Sans un mot, avec Simone, nos yeux se sont concertés et d’une seule voix, nous avons répondu en chœur :

— Mardi-gras !

On s’est souri. On était aussi pressés l’un que l’autre de devenir enfin mari et femme.

La journée passa à un train d’enfer. Les amis d’Annonay, dont l’indéboulonnable Paulo, vinrent nous rejoindre dans l’après-midi pour « fêter ça », comme ils disaient. Je crois qu’il n’y a pas eu de fiançailles mieux arrosées que les nôtres, de mémoire d’Annonéen.

Le soir arriva, nous laissant tous un peu tristes avec le départ des invités. Simone et moi savions tous les deux que nous n’étions pas près de nous revoir. Elle devait repartir le lendemain avec ses parents et son frère. Puis, au terme des vacances, elle renouerait avec la route de Fontenay aux Roses et ses expériences. Moi, j’allais rejoindre Vernon et prendre en main mon équipe.

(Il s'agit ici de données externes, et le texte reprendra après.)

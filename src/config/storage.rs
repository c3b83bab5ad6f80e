//! Durable store configuration types.

use serde::Deserialize;

/// Storage type discriminator.
#[derive(Debug, Clone, Default, PartialEq, Eq, Deserialize)]
#[serde(rename_all = "lowercase")]
pub enum StorageType {
    #[default]
    Sqlite,
}

/// Durable store configuration (discriminated union).
#[derive(Debug, Clone, Default, Deserialize)]
#[serde(default)]
pub struct StorageConfig {
    /// Storage type discriminator.
    #[serde(rename = "type")]
    pub storage_type: StorageType,
    /// SQLite-specific configuration.
    pub sqlite: SqliteConfig,
}

/// SQLite-specific configuration.
#[derive(Debug, Clone, Deserialize)]
#[serde(default)]
pub struct SqliteConfig {
    /// Database file path.
    pub path: String,
}

impl Default for SqliteConfig {
    fn default() -> Self {
        Self {
            path: "data/shardsync.db".to_string(),
        }
    }
}

#[cfg(test)]
mod tests {
    use super::*;

    #[test]
    fn test_storage_config_default() {
        let storage = StorageConfig::default();
        assert_eq!(storage.storage_type, StorageType::Sqlite);
        assert_eq!(storage.sqlite.path, "data/shardsync.db");
    }
}
//! Typed data sections carried by a snapshot.
//!
//! Each section is independently optional: a snapshot only carries the
//! sections that were enabled network-wide when it was captured. Custom
//! sections registered by other plugins travel as opaque JSON under a
//! namespaced key (`namespace:key`) and survive round-trips through
//! processes that do not recognize them.

use std::collections::BTreeMap;
use std::fmt;
use std::str::FromStr;

use chrono::{DateTime, Utc};
use serde::de::{Error as DeError, MapAccess, Visitor};
use serde::ser::SerializeMap;
use serde::{Deserialize, Deserializer, Serialize, Serializer};

/// Identifies a data section within a snapshot.
#[derive(Debug, Clone, PartialEq, Eq, PartialOrd, Ord, Hash)]
pub enum SectionKey {
    Inventory,
    EnderChest,
    Vitals,
    Experience,
    PotionEffects,
    Advancements,
    Statistics,
    Location,
    /// Plugin-registered data, keyed by a namespaced string (`namespace:key`).
    Custom(String),
}

impl SectionKey {
    /// All built-in section keys, in application order.
    pub const STANDARD: [SectionKey; 8] = [
        SectionKey::Inventory,
        SectionKey::EnderChest,
        SectionKey::Vitals,
        SectionKey::Experience,
        SectionKey::PotionEffects,
        SectionKey::Advancements,
        SectionKey::Statistics,
        SectionKey::Location,
    ];

    pub fn as_str(&self) -> &str {
        match self {
            SectionKey::Inventory => "inventory",
            SectionKey::EnderChest => "ender_chest",
            SectionKey::Vitals => "vitals",
            SectionKey::Experience => "experience",
            SectionKey::PotionEffects => "potion_effects",
            SectionKey::Advancements => "advancements",
            SectionKey::Statistics => "statistics",
            SectionKey::Location => "location",
            SectionKey::Custom(key) => key,
        }
    }
}

impl fmt::Display for SectionKey {
    fn fmt(&self, f: &mut fmt::Formatter<'_>) -> fmt::Result {
        f.write_str(self.as_str())
    }
}

impl FromStr for SectionKey {
    type Err = UnknownSectionKey;

    /// Parses a wire key. Namespaced keys (containing `:`) map to
    /// [`SectionKey::Custom`]; anything else unrecognized is an error so
    /// the caller can decide to drop it.
    fn from_str(s: &str) -> Result<Self, Self::Err> {
        Ok(match s {
            "inventory" => SectionKey::Inventory,
            "ender_chest" => SectionKey::EnderChest,
            "vitals" => SectionKey::Vitals,
            "experience" => SectionKey::Experience,
            "potion_effects" => SectionKey::PotionEffects,
            "advancements" => SectionKey::Advancements,
            "statistics" => SectionKey::Statistics,
            "location" => SectionKey::Location,
            custom if custom.contains(':') => SectionKey::Custom(custom.to_string()),
            other => return Err(UnknownSectionKey(other.to_string())),
        })
    }
}

/// A wire key that is neither built-in nor namespaced.
#[derive(Debug, thiserror::Error)]
#[error("unknown section key: {0}")]
pub struct UnknownSectionKey(pub String);

/// Inventory contents plus the selected hotbar slot.
///
/// Item stacks are platform-serialized opaquely (base64 of the platform's
/// native item encoding); the engine never inspects them.
#[derive(Debug, Clone, PartialEq, Serialize, Deserialize)]
pub struct InventoryData {
    pub serialized_items: String,
    #[serde(default)]
    pub held_item_slot: u8,
}

/// Ender chest contents.
#[derive(Debug, Clone, PartialEq, Serialize, Deserialize)]
pub struct EnderChestData {
    pub serialized_items: String,
}

/// Health, hunger and related vitals.
#[derive(Debug, Clone, PartialEq, Serialize, Deserialize)]
pub struct VitalsData {
    pub health: f64,
    pub max_health: f64,
    pub health_scale: f64,
    pub hunger: u32,
    pub saturation: f32,
    pub saturation_exhaustion: f32,
}

/// Experience points, levels and progress.
#[derive(Debug, Clone, PartialEq, Serialize, Deserialize)]
pub struct ExperienceData {
    pub total_experience: u32,
    pub exp_level: u32,
    pub exp_progress: f32,
}

/// Active status effects, platform-serialized.
#[derive(Debug, Clone, PartialEq, Serialize, Deserialize)]
pub struct PotionEffectsData {
    pub serialized_effects: String,
}

/// Advancement / achievement progress.
#[derive(Debug, Clone, PartialEq, Serialize, Deserialize)]
pub struct AdvancementsData {
    pub completed: Vec<AdvancementRecord>,
}

#[derive(Debug, Clone, PartialEq, Serialize, Deserialize)]
pub struct AdvancementRecord {
    pub key: String,
    pub completed_criteria: BTreeMap<String, DateTime<Utc>>,
}

/// Gameplay statistics, bucketed the way the game tracks them.
#[derive(Debug, Clone, Default, PartialEq, Serialize, Deserialize)]
pub struct StatisticsData {
    #[serde(default)]
    pub generic: BTreeMap<String, i64>,
    #[serde(default)]
    pub blocks: BTreeMap<String, BTreeMap<String, i64>>,
    #[serde(default)]
    pub items: BTreeMap<String, BTreeMap<String, i64>>,
    #[serde(default)]
    pub entities: BTreeMap<String, BTreeMap<String, i64>>,
}

/// World position.
#[derive(Debug, Clone, PartialEq, Serialize, Deserialize)]
pub struct LocationData {
    pub world_name: String,
    pub world_uuid: uuid::Uuid,
    pub world_environment: String,
    pub x: f64,
    pub y: f64,
    pub z: f64,
    pub yaw: f32,
    pub pitch: f32,
}

/// One data section of a snapshot.
#[derive(Debug, Clone, PartialEq)]
pub enum Section {
    Inventory(InventoryData),
    EnderChest(EnderChestData),
    Vitals(VitalsData),
    Experience(ExperienceData),
    PotionEffects(PotionEffectsData),
    Advancements(AdvancementsData),
    Statistics(StatisticsData),
    Location(LocationData),
    /// Opaque plugin data under a namespaced key.
    Custom {
        key: String,
        value: serde_json::Value,
    },
}

impl Section {
    pub fn key(&self) -> SectionKey {
        match self {
            Section::Inventory(_) => SectionKey::Inventory,
            Section::EnderChest(_) => SectionKey::EnderChest,
            Section::Vitals(_) => SectionKey::Vitals,
            Section::Experience(_) => SectionKey::Experience,
            Section::PotionEffects(_) => SectionKey::PotionEffects,
            Section::Advancements(_) => SectionKey::Advancements,
            Section::Statistics(_) => SectionKey::Statistics,
            Section::Location(_) => SectionKey::Location,
            Section::Custom { key, .. } => SectionKey::Custom(key.clone()),
        }
    }

    /// Wire value of the section body.
    pub fn to_wire(&self) -> Result<serde_json::Value, serde_json::Error> {
        match self {
            Section::Inventory(data) => serde_json::to_value(data),
            Section::EnderChest(data) => serde_json::to_value(data),
            Section::Vitals(data) => serde_json::to_value(data),
            Section::Experience(data) => serde_json::to_value(data),
            Section::PotionEffects(data) => serde_json::to_value(data),
            Section::Advancements(data) => serde_json::to_value(data),
            Section::Statistics(data) => serde_json::to_value(data),
            Section::Location(data) => serde_json::to_value(data),
            Section::Custom { value, .. } => Ok(value.clone()),
        }
    }

    /// Parses a wire entry back into a typed section.
    ///
    /// Returns `Ok(None)` for keys that are neither built-in nor namespaced;
    /// readers skip data they do not understand rather than failing, so
    /// unrelated processes sharing the store/bus stay compatible.
    pub fn from_wire(
        key: &str,
        value: serde_json::Value,
    ) -> Result<Option<Section>, serde_json::Error> {
        let key = match SectionKey::from_str(key) {
            Ok(key) => key,
            Err(_) => return Ok(None),
        };
        Ok(Some(match key {
            SectionKey::Inventory => Section::Inventory(serde_json::from_value(value)?),
            SectionKey::EnderChest => Section::EnderChest(serde_json::from_value(value)?),
            SectionKey::Vitals => Section::Vitals(serde_json::from_value(value)?),
            SectionKey::Experience => Section::Experience(serde_json::from_value(value)?),
            SectionKey::PotionEffects => Section::PotionEffects(serde_json::from_value(value)?),
            SectionKey::Advancements => Section::Advancements(serde_json::from_value(value)?),
            SectionKey::Statistics => Section::Statistics(serde_json::from_value(value)?),
            SectionKey::Location => Section::Location(serde_json::from_value(value)?),
            SectionKey::Custom(key) => Section::Custom { key, value },
        }))
    }
}

/// Ordered collection of sections, keyed by [`SectionKey`].
#[derive(Debug, Clone, Default, PartialEq)]
pub struct SectionMap(BTreeMap<SectionKey, Section>);

impl SectionMap {
    pub fn new() -> Self {
        Self::default()
    }

    pub fn insert(&mut self, section: Section) {
        self.0.insert(section.key(), section);
    }

    pub fn get(&self, key: &SectionKey) -> Option<&Section> {
        self.0.get(key)
    }

    pub fn contains(&self, key: &SectionKey) -> bool {
        self.0.contains_key(key)
    }

    pub fn iter(&self) -> impl Iterator<Item = (&SectionKey, &Section)> {
        self.0.iter()
    }

    pub fn len(&self) -> usize {
        self.0.len()
    }

    pub fn is_empty(&self) -> bool {
        self.0.is_empty()
    }
}

impl FromIterator<Section> for SectionMap {
    fn from_iter<I: IntoIterator<Item = Section>>(iter: I) -> Self {
        let mut map = Self::new();
        for section in iter {
            map.insert(section);
        }
        map
    }
}

impl Serialize for SectionMap {
    fn serialize<S: Serializer>(&self, serializer: S) -> Result<S::Ok, S::Error> {
        let mut map = serializer.serialize_map(Some(self.0.len()))?;
        for (key, section) in &self.0 {
            let value = section.to_wire().map_err(serde::ser::Error::custom)?;
            map.serialize_entry(key.as_str(), &value)?;
        }
        map.end()
    }
}

impl<'de> Deserialize<'de> for SectionMap {
    fn deserialize<D: Deserializer<'de>>(deserializer: D) -> Result<Self, D::Error> {
        struct SectionMapVisitor;

        impl<'de> Visitor<'de> for SectionMapVisitor {
            type Value = SectionMap;

            fn expecting(&self, f: &mut fmt::Formatter<'_>) -> fmt::Result {
                f.write_str("a map of section keys to section bodies")
            }

            fn visit_map<A: MapAccess<'de>>(self, mut access: A) -> Result<Self::Value, A::Error> {
                let mut sections = SectionMap::new();
                while let Some((key, value)) = access.next_entry::<String, serde_json::Value>()? {
                    match Section::from_wire(&key, value).map_err(DeError::custom)? {
                        Some(section) => sections.insert(section),
                        // Unrecognized non-namespaced key: skipped, not failed
                        None => continue,
                    }
                }
                Ok(sections)
            }
        }

        deserializer.deserialize_map(SectionMapVisitor)
    }
}

#[cfg(test)]
mod tests {
    use super::*;

    #[test]
    fn test_section_key_round_trip() {
        for key in SectionKey::STANDARD {
            assert_eq!(key.as_str().parse::<SectionKey>().unwrap(), key);
        }
    }

    #[test]
    fn test_namespaced_key_parses_as_custom() {
        let key: SectionKey = "myplugin:waypoints".parse().unwrap();
        assert_eq!(key, SectionKey::Custom("myplugin:waypoints".to_string()));
    }

    #[test]
    fn test_plain_unknown_key_rejected() {
        assert!("waypoints".parse::<SectionKey>().is_err());
    }

    #[test]
    fn test_unknown_plain_key_dropped_on_deserialize() {
        let json = r#"{"experience":{"total_experience":100,"exp_level":3,"exp_progress":0.5},"bogus":{"a":1}}"#;
        let map: SectionMap = serde_json::from_str(json).unwrap();
        assert_eq!(map.len(), 1);
        assert!(map.contains(&SectionKey::Experience));
    }

    #[test]
    fn test_custom_section_preserved() {
        let json = r#"{"myplugin:homes":{"spawn":[0,64,0]}}"#;
        let map: SectionMap = serde_json::from_str(json).unwrap();
        let section = map
            .get(&SectionKey::Custom("myplugin:homes".to_string()))
            .unwrap();
        let reencoded = serde_json::to_string(&map).unwrap();
        assert!(matches!(section, Section::Custom { .. }));
        assert_eq!(reencoded, json);
    }

    #[test]
    fn test_malformed_builtin_section_fails() {
        let json = r#"{"vitals":{"health":"full"}}"#;
        assert!(serde_json::from_str::<SectionMap>(json).is_err());
    }
}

— Tu sais, Vernon, c’est pas si loin de Paris, me dit-elle, alors qu’elle me trouvait un peu mélancolique. Et puis, quand tu auras besoin d’aller à Suippes, je me débrouillerai pour y être aussi.

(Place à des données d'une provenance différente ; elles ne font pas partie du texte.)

//! Snapshot packing: interconversion between [`Snapshot`] and the byte form
//! stored in the database and sent over the bus.
//!
//! Two adapters are provided, selected by configuration: plain JSON and
//! gzip-compressed JSON. Both embed the snapshot's format version; readers
//! refuse payloads tagged with a version newer than [`FORMAT_VERSION`]
//! rather than guessing at an unknown layout.

mod compressed;
mod json;

pub use compressed::CompressedJsonAdapter;
pub use json::JsonAdapter;

use std::sync::Arc;

use crate::config::SerializationConfig;
use crate::snapshot::{Snapshot, FORMAT_VERSION};

/// Result type for adapter operations.
pub type Result<T> = std::result::Result<T, AdapterError>;

/// Errors raised while packing or unpacking snapshots.
#[derive(Debug, thiserror::Error)]
pub enum AdapterError {
    #[error("failed to serialize snapshot: {0}")]
    Serialization(String),

    #[error("failed to deserialize snapshot: {0}")]
    Deserialization(String),

    #[error("snapshot format version {found} is newer than supported version {supported}")]
    IncompatibleVersion { found: u64, supported: u32 },
}

/// Packs a snapshot into bytes and back.
///
/// Implementations:
/// - `JsonAdapter`: plain JSON
/// - `CompressedJsonAdapter`: gzip-wrapped JSON
pub trait DataAdapter: Send + Sync {
    /// Pack a snapshot into its byte form.
    fn to_bytes(&self, snapshot: &Snapshot) -> Result<Vec<u8>>;

    /// Unpack a snapshot from its byte form.
    ///
    /// Fails with [`AdapterError::IncompatibleVersion`] if the payload was
    /// written by a newer format version, and
    /// [`AdapterError::Deserialization`] if the bytes are truncated or
    /// corrupt. Never produces a partially-populated snapshot.
    fn from_bytes(&self, bytes: &[u8]) -> Result<Snapshot>;
}

/// Select the adapter implementation from configuration.
pub fn init_adapter(config: &SerializationConfig) -> Arc<dyn DataAdapter> {
    if config.compress {
        Arc::new(CompressedJsonAdapter::new())
    } else {
        Arc::new(JsonAdapter::new())
    }
}

impl Snapshot {
    /// Packed size of this snapshot in bytes under the given adapter.
    pub fn file_size(&self, adapter: &dyn DataAdapter) -> Result<usize> {
        Ok(adapter.to_bytes(self)?.len())
    }
}

/// Encode a snapshot as JSON. Shared by both adapters.
pub(crate) fn encode_json(snapshot: &Snapshot) -> Result<Vec<u8>> {
    serde_json::to_vec(snapshot).map_err(|e| AdapterError::Serialization(e.to_string()))
}

/// Decode a snapshot from JSON, checking the embedded format version before
/// attempting the full parse so a future layout reports the version mismatch
/// rather than a confusing field error.
pub(crate) fn decode_json(bytes: &[u8]) -> Result<Snapshot> {
    let value: serde_json::Value = serde_json::from_slice(bytes)
        .map_err(|e| AdapterError::Deserialization(e.to_string()))?;

    // Compared in u64 so an absurdly large tag cannot wrap into range
    let found = value
        .get("format_version")
        .and_then(serde_json::Value::as_u64)
        .ok_or_else(|| {
            AdapterError::Deserialization("missing format_version tag".to_string())
        })?;
    if found > u64::from(FORMAT_VERSION) {
        return Err(AdapterError::IncompatibleVersion {
            found,
            supported: FORMAT_VERSION,
        });
    }

    serde_json::from_value(value).map_err(|e| AdapterError::Deserialization(e.to_string()))
}
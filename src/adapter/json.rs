//! Plain JSON snapshot adapter.

use super::{decode_json, encode_json, DataAdapter, Result};
use crate::snapshot::Snapshot;

/// Packs snapshots as uncompressed JSON.
///
/// Larger on the wire than [`super::CompressedJsonAdapter`] but directly
/// inspectable in the database and in Redis, which is useful when debugging
/// a deployment.
#[derive(Debug, Default)]
pub struct JsonAdapter;

impl JsonAdapter {
    pub fn new() -> Self {
        Self
    }
}

impl DataAdapter for JsonAdapter {
    fn to_bytes(&self, snapshot: &Snapshot) -> Result<Vec<u8>> {
        encode_json(snapshot)
    }

    fn from_bytes(&self, bytes: &[u8]) -> Result<Snapshot> {
        decode_json(bytes)
    }
}
//! Host-process integration surface.
//!
//! The engine never touches game state directly; it reads and writes live
//! player data through [`PlayerHandle`], implemented by the embedding host.
//! Handles must tolerate being called from any task.

use async_trait::async_trait;
use uuid::Uuid;

use crate::config::NotifySlot;
use crate::snapshot::{Section, SectionKey};

/// A section could not be captured from or applied to a live player.
#[derive(Debug, Clone, thiserror::Error)]
#[error("failed to apply section {section}: {reason}")]
pub struct ApplyError {
    pub section: SectionKey,
    pub reason: String,
}

impl ApplyError {
    pub fn new(section: SectionKey, reason: impl Into<String>) -> Self {
        Self {
            section,
            reason: reason.into(),
        }
    }
}

/// Live view of a connected player, provided by the host process.
#[async_trait]
pub trait PlayerHandle: Send + Sync {
    fn uuid(&self) -> Uuid;

    fn username(&self) -> &str;

    /// Whether the player is still connected to this process.
    async fn is_online(&self) -> bool;

    /// Whether the player is currently dead (awaiting respawn).
    async fn is_dead(&self) -> bool;

    /// Namespaced custom section keys this host can capture for the player.
    /// Hosts without plugin-registered data leave this empty.
    async fn custom_section_keys(&self) -> Vec<SectionKey> {
        Vec::new()
    }

    /// Capture one section of the player's current state.
    ///
    /// `Ok(None)` means the host has nothing for this section (for example
    /// a custom section no plugin registered); the section is simply left
    /// out of the snapshot.
    async fn snapshot_section(
        &self,
        key: &SectionKey,
    ) -> std::result::Result<Option<Section>, ApplyError>;

    /// Write one section of snapshot data onto the live player.
    async fn apply_section(&self, section: &Section) -> std::result::Result<(), ApplyError>;

    /// Show a sync status notice to the player.
    async fn send_notification(&self, slot: NotifySlot, message: &str);
}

— Oui, tu as raison, Simone…

— On y sera vite début mars. Ni toi ni moi ne verrons le temps passer.

Comment faisait-elle pour avoir toujours un tel moral et ne visualiser que le côté positif des choses ? En fait, elle avait déjà éprouvé de telles difficultés que cela devait être devenu son moyen de défense : un optimisme forcené.




Les adieux, après avoir vécu une semaine entière ensemble, furent déchirants. J’avais bien compris que, malgré son optimisme affiché la veille, cela lui déchirait autant le cœur que moi de nous séparer. Elle réussit toutefois à ne pas pleurer. C’était une femme forte, comme ma mère.

Je passai la journée du lundi à me morfondre, tournant en rond et ne sachant pas quoi faire de moi-même. Cela finit par énerver mon père qui me houspilla :

— Enfin, Robert, ce n’est pas la fin du monde ! Tu vas la revoir, Simone ! N’oublie pas le projet que tu vas avoir à mener, pour la France ! Allez, haut les cœurs, mon garçon !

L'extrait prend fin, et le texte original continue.